Stored items:
▼
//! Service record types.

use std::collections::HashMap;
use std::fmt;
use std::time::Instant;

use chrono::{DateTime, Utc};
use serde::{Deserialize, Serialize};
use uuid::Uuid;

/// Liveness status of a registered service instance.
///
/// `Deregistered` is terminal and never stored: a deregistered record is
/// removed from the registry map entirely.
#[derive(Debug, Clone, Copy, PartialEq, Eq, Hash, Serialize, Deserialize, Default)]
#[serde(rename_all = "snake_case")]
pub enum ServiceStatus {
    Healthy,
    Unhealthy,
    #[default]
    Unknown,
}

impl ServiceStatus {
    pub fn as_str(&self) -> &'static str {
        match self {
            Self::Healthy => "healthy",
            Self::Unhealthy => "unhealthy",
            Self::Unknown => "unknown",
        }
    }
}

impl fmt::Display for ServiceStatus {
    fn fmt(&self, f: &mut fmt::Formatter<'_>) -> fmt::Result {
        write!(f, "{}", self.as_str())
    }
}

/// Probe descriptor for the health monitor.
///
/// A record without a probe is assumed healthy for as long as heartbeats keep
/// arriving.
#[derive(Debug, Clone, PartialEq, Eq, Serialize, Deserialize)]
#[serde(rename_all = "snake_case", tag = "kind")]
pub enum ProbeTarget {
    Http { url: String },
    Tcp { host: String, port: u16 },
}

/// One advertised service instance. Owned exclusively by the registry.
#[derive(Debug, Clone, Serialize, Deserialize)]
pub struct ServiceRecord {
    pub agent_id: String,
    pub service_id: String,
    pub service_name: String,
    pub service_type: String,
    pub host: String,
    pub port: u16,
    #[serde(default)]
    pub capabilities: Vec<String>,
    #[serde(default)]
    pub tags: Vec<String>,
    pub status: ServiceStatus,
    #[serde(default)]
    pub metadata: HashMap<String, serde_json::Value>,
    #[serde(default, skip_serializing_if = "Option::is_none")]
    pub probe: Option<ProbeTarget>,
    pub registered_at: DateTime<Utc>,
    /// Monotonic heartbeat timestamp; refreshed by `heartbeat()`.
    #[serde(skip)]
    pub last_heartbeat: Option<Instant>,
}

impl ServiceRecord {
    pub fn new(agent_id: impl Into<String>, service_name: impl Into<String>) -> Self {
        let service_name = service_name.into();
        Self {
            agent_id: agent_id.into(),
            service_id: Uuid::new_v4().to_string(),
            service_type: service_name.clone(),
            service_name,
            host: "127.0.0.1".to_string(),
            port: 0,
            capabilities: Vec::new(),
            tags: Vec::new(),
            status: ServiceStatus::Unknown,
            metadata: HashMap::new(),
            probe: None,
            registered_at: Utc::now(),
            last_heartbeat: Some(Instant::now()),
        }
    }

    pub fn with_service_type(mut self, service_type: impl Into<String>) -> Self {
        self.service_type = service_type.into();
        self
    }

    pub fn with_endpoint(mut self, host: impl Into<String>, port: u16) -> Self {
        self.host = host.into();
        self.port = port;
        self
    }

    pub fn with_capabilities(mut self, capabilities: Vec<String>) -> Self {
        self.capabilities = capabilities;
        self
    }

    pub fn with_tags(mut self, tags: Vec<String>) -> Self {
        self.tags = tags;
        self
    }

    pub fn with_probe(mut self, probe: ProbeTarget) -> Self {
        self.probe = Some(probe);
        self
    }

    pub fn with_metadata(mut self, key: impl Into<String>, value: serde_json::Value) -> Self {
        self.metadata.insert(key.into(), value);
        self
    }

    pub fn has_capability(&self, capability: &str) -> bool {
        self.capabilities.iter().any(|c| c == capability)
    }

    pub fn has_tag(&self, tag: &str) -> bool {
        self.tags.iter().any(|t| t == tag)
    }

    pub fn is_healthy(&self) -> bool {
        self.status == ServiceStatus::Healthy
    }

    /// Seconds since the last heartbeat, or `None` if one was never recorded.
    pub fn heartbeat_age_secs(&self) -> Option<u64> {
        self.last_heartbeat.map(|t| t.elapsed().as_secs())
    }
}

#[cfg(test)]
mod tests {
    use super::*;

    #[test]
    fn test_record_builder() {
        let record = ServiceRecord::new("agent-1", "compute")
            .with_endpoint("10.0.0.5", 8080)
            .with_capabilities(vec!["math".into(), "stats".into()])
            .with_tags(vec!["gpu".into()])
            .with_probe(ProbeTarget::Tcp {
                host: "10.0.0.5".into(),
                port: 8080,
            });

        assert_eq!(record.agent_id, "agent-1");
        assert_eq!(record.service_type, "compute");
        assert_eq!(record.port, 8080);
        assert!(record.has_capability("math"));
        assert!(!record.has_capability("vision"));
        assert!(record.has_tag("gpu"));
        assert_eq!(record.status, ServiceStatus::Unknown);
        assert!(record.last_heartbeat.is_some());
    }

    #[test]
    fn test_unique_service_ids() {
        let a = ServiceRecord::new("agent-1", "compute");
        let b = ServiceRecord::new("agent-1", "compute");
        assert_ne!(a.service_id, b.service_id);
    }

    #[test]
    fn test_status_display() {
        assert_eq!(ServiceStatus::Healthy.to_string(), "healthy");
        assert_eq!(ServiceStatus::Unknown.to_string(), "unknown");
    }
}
▲
- _What is expected_: Please write out exactly the lines from the start of the data through the line that contains "registry map entirely.", both ends included, and nothing else.

- _Response to this exercise_:
//! Service record types.

use std::collections::HashMap;
use std::fmt;
use std::time::Instant;

use chrono::{DateTime, Utc};
use serde::{Deserialize, Serialize};
use uuid::Uuid;

/// Liveness status of a registered service instance.
///
/// `Deregistered` is terminal and never stored: a deregistered record is
/// removed from the registry map entirely.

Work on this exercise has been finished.